I am still having a hard time making regular updates. Things have been kind of nutty for me lately. I don’t recall if I blogged about it or not, but I reduced my dosage of Epival from 1500mg to 1000mg about a month ago. It was extremely hard going for the following week or so, but with some patience and a lot of mindfulness, I was able to struggle through it.
I was supposed to start my rTMS treatments last Wednesday. I was laying in the treatment chair with my shoes off, all ready to go, when the doctor asked me to recap what meds I was taking. I gave him my list and he seemed a little troubled. He excused himself from the room and then reemerged to tell me that there would be an issue if I continued taking the Epival during treatment.
I am not sure if this is always the case or if it is just because I am receiving treatment as part of a CAMH study, but he said the Epival would interfere with the efficacy of the treatment. In order for me to proceed, I am having to come off of my Epival completely.
If you’ve been reading the blog for some time, you may recall my mentioning my desire to be on less medication and so I am completely open to coming off the Epival. Where I am struggling is the doctor’s intent to have me at 0mg in 15 days. I don’t know how I will manage.
So far, he has me taking 250mg in the morning and 500mg in the evenings. I am to do that for two weeks and then 250mg in the morning and 250mg in the evening. Then 250mg in the evening until I am done.
I was a little late making it to the pharmacy because I was out of town at my parent’s house over the weekend so I am already 4 days behind schedule.

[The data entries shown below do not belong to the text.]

// src/storage/ipfs_client.rs
//! IPFS storage client for credential metadata.
//!
//! Uploads go through an IPFS node's HTTP API; downloads go through a public
//! HTTP gateway so the verifier never needs a node of its own.
//!
//! # Security Considerations
//! - All stored data is public (IPFS is a public network)
//! - Metadata holds only the content hash, never claim values

use crate::error::StorageError;
use crate::storage::ContentStore;
use async_trait::async_trait;
use ipfs_api_backend_hyper::{IpfsApi, IpfsClient, TryFromUri};
use log::debug;
use std::io::Cursor;
use std::sync::Arc;
use tokio::task;
use url::Url;

const IPFS_SCHEME: &str = "ipfs://";

/// IPFS node client paired with an HTTP gateway.
#[derive(Clone)]
pub struct IpfsStorage {
    /// Shared IPFS API client instance
    client: Arc<IpfsClient>,
    http: reqwest::Client,
    /// Gateway base URL without a trailing slash
    gateway: String,
}

impl IpfsStorage {
    /// Creates a client for the IPFS API at `api_url` and the gateway at
    /// `gateway_url` (e.g. `https://ipfs.io`).
    pub fn new(api_url: &str, gateway_url: &str) -> Result<Self, StorageError> {
        let client = IpfsClient::from_str(api_url)
            .map_err(|e| StorageError::Upload(format!("invalid IPFS API url {api_url}: {e}")))?;
        let gateway = Url::parse(gateway_url)
            .map_err(|e| StorageError::Download(format!("invalid gateway url {gateway_url}: {e}")))?;

        Ok(IpfsStorage {
            client: Arc::new(client),
            http: reqwest::Client::new(),
            gateway: gateway.as_str().trim_end_matches('/').to_string(),
        })
    }
}

#[async_trait]
impl ContentStore for IpfsStorage {
    /// Stores raw binary data in IPFS.
    ///
    /// # Returns
    /// `ipfs://<cid>` of the stored data
    async fn upload(&self, data: Vec<u8>) -> Result<String, StorageError> {
        let client = self.client.clone();

        // The hyper backend's futures are not Send; drive them on a dedicated runtime
        let res = task::spawn_blocking(move || -> Result<String, StorageError> {
            let rt = tokio::runtime::Runtime::new().map_err(|e| StorageError::Upload(e.to_string()))?;
            rt.block_on(async {
                let response = client
                    .add(Cursor::new(data))
                    .await
                    .map_err(|e| StorageError::Upload(e.to_string()))?;
                Ok(response.hash)
            })
        })
        .await;

        match res {
            Ok(inner) => {
                let cid = inner?;
                debug!("stored {} on IPFS", cid);
                Ok(format!("{IPFS_SCHEME}{cid}"))
            }
            Err(join_err) => Err(StorageError::Upload(join_err.to_string())),
        }
    }

    /// Retrieves data behind an `ipfs://` or `http(s)://` URI via the gateway.
    async fn download(&self, uri: &str) -> Result<Vec<u8>, StorageError> {
        let url = self.resolve_scheme(uri)?;
        let response = self
            .http
            .get(&url)
            .send()
            .await
            .and_then(|response| response.error_for_status())
            .map_err(|e| StorageError::Download(e.to_string()))?;
        let body = response
            .bytes()
            .await
            .map_err(|e| StorageError::Download(e.to_string()))?;
        Ok(body.to_vec())
    }

    fn resolve_scheme(&self, uri: &str) -> Result<String, StorageError> {
        let uri = uri.trim();
        if let Some(path) = uri.strip_prefix(IPFS_SCHEME) {
            let path = path.trim_start_matches("ipfs/");
            if path.is_empty() {
                return Err(StorageError::UnsupportedScheme(uri.to_string()));
            }
            return Ok(format!("{}/ipfs/{}", self.gateway, path));
        }
        match Url::parse(uri) {
            Ok(url) if url.scheme() == "http" || url.scheme() == "https" => Ok(uri.to_string()),
            _ => Err(StorageError::UnsupportedScheme(uri.to_string())),
        }
    }
}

Aside from disrupted sleep, which had been one of the first symptoms the last time I reduced, I have been doing very well. There have been no mood symptoms and I haven’t been experiencing racing thoughts or anything else typical of bipolar. We are only at day 2 or 3 and so it is still very early days.
As I’ve discussed with my social worker, Melinda, I have to be prepared for some discomfort and be patient with myself and whatever symptoms may present themselves. Anything that comes up will only be on the short term and I know that I can calmly walk through it.
I will try to check in here more often to give you updates throughout my withdrawal process and as I start my rTMS treatments.
Have any of you gone through the process of coming off of psychiatric medications? What was the experience like for you? What were your biggest struggles?